→ WORK TO COMPLETE: Lines from the material below that hold the string "impl" are what is needed; copy each of them.

→ INFORMATION:

mod admin;
pub mod error;
pub mod middleware;
mod public;

pub use admin::{AdminState, build_admin_router};
pub use public::{PublicState, build_public_router};
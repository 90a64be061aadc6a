//! REST-protocol store backend.
//!
//! Speaks the Redis-over-HTTPS command protocol used by hosted key-value
//! services: each request POSTs a command array to the endpoint root and
//! receives `{"result": ...}` or `{"error": "..."}`. Documents are stored as
//! JSON strings; the atomic [`UpdateOp`] variants run server-side as Lua so
//! concurrent increments from multiple processes cannot lose updates.

use std::time::Duration;

use async_trait::async_trait;
use serde::Deserialize;
use serde_json::Value;

use super::store::{KeyValueStore, StoreError, UpdateOp};

const SCAN_PAGE_SIZE: &str = "100";

const INCR_FIELD_SCRIPT: &str = r#"
local doc = redis.call('GET', KEYS[1])
local obj
if doc then obj = cjson.decode(doc) else obj = {} end
obj[ARGV[1]] = (tonumber(obj[ARGV[1]]) or 0) + 1
local out = cjson.encode(obj)
redis.call('SET', KEYS[1], out)
return out
"#;

const INCR_MAP_ENTRY_SCRIPT: &str = r#"
local doc = redis.call('GET', KEYS[1])
local obj
if doc then obj = cjson.decode(doc) else obj = {} end
local map = obj[ARGV[1]]
if type(map) ~= 'table' then map = {} end
local current = tonumber(map[ARGV[2]]) or 0
if current < tonumber(ARGV[3]) then
    map[ARGV[2]] = current + 1
end
obj[ARGV[1]] = map
local out = cjson.encode(obj)
redis.call('SET', KEYS[1], out)
return out
"#;

#[derive(Debug, Deserialize)]
struct CommandResponse {
    #[serde(default)]
    result: Option<Value>,
    #[serde(default)]
    error: Option<String>,
}

/// Remote store client for shared multi-process deployments.
pub struct RestStore {
    client: reqwest::Client,
    base_url: String,
    token: String,
}

impl RestStore {
    pub fn new(base_url: &str, token: &str, timeout: Duration) -> Result<Self, StoreError> {
        let client = reqwest::Client::builder()
            .timeout(timeout)
            .build()
            .map_err(|err| StoreError::transport(err.to_string()))?;

        Ok(Self {
            client,
            base_url: base_url.trim_end_matches('/').to_string(),
            token: token.to_string(),
        })
    }

    async fn command(&self, parts: Vec<Value>) -> Result<Value, StoreError> {
        let response = self
            .client
            .post(&self.base_url)
            .bearer_auth(&self.token)
            .json(&parts)
            .send()
            .await
            .map_err(|err| StoreError::transport(err.to_string()))?;

        let status = response.status();
        if !status.is_success() {
            return Err(StoreError::transport(format!(
                "command endpoint returned {status}"
            )));
        }

        let body: CommandResponse = response
            .json()
            .await
            .map_err(|err| StoreError::transport(err.to_string()))?;

        if let Some(error) = body.error {
            return Err(StoreError::protocol(error));
        }

        Ok(body.result.unwrap_or(Value::Null))
    }

    /// Parse a command result that carries a JSON document as a string.
    fn parse_document(result: Value) -> Result<Option<Value>, StoreError> {
        match result {
            Value::Null => Ok(None),
            Value::String(raw) => Ok(Some(serde_json::from_str(&raw)?)),
            other => Err(StoreError::protocol(format!(
                "expected string document, got {other}"
            ))),
        }
    }
}

#[async_trait]
impl KeyValueStore for RestStore {
    async fn get(&self, key: &str) -> Result<Option<Value>, StoreError> {
        let result = self
            .command(vec![Value::from("GET"), Value::from(key)])
            .await?;
        Self::parse_document(result)
    }

    async fn set(&self, key: &str, value: Value, ttl: Option<Duration>) -> Result<(), StoreError> {
        let encoded = serde_json::to_string(&value)?;
        let mut parts = vec![Value::from("SET"), Value::from(key), Value::from(encoded)];
        if let Some(ttl) = ttl {
            parts.push(Value::from("EX"));
            parts.push(Value::from(ttl.as_secs().max(1).to_string()));
        }
        self.command(parts).await?;
        Ok(())
    }

    async fn delete(&self, key: &str) -> Result<bool, StoreError> {
        let result = self
            .command(vec![Value::from("DEL"), Value::from(key)])
            .await?;
        Ok(result.as_u64().unwrap_or(0) > 0)
    }

    async fn scan(&self, prefix: &str) -> Result<Vec<String>, StoreError> {
        let pattern = format!("{prefix}*");
        let mut cursor = "0".to_string();
        let mut keys = Vec::new();

        loop {
            let result = self
                .command(vec![
                    Value::from("SCAN"),
                    Value::from(cursor.clone()),
                    Value::from("MATCH"),
                    Value::from(pattern.clone()),
                    Value::from("COUNT"),
                    Value::from(SCAN_PAGE_SIZE),
                ])
                .await?;

            let page = result
                .as_array()
                .ok_or_else(|| StoreError::protocol("SCAN result is not an array"))?;
            let next_cursor = page
                .first()
                .and_then(Value::as_str)
                .ok_or_else(|| StoreError::protocol("SCAN cursor missing"))?
                .to_string();
            let batch = page
                .get(1)
                .and_then(Value::as_array)
                .ok_or_else(|| StoreError::protocol("SCAN key batch missing"))?;

            keys.extend(
                batch
                    .iter()
                    .filter_map(Value::as_str)
                    .map(ToString::to_string),
            );

            if next_cursor == "0" {
                return Ok(keys);
            }
            cursor = next_cursor;
        }
    }

    async fn update(&self, key: &str, op: UpdateOp) -> Result<Value, StoreError> {
        let parts = match op {
            UpdateOp::IncrField { field } => vec![
                Value::from("EVAL"),
                Value::from(INCR_FIELD_SCRIPT),
                Value::from("1"),
                Value::from(key),
                Value::from(field),
            ],
            UpdateOp::IncrMapEntry { field, member, cap } => vec![
                Value::from("EVAL"),
                Value::from(INCR_MAP_ENTRY_SCRIPT),
                Value::from("1"),
                Value::from(key),
                Value::from(field),
                Value::from(member),
                Value::from(cap.to_string()),
            ],
        };

        let result = self.command(parts).await?;
        Self::parse_document(result)?
            .ok_or_else(|| StoreError::protocol("EVAL returned no document"))
    }
}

→ RESPONSE TO THIS TASK:
impl RestStore {
impl KeyValueStore for RestStore {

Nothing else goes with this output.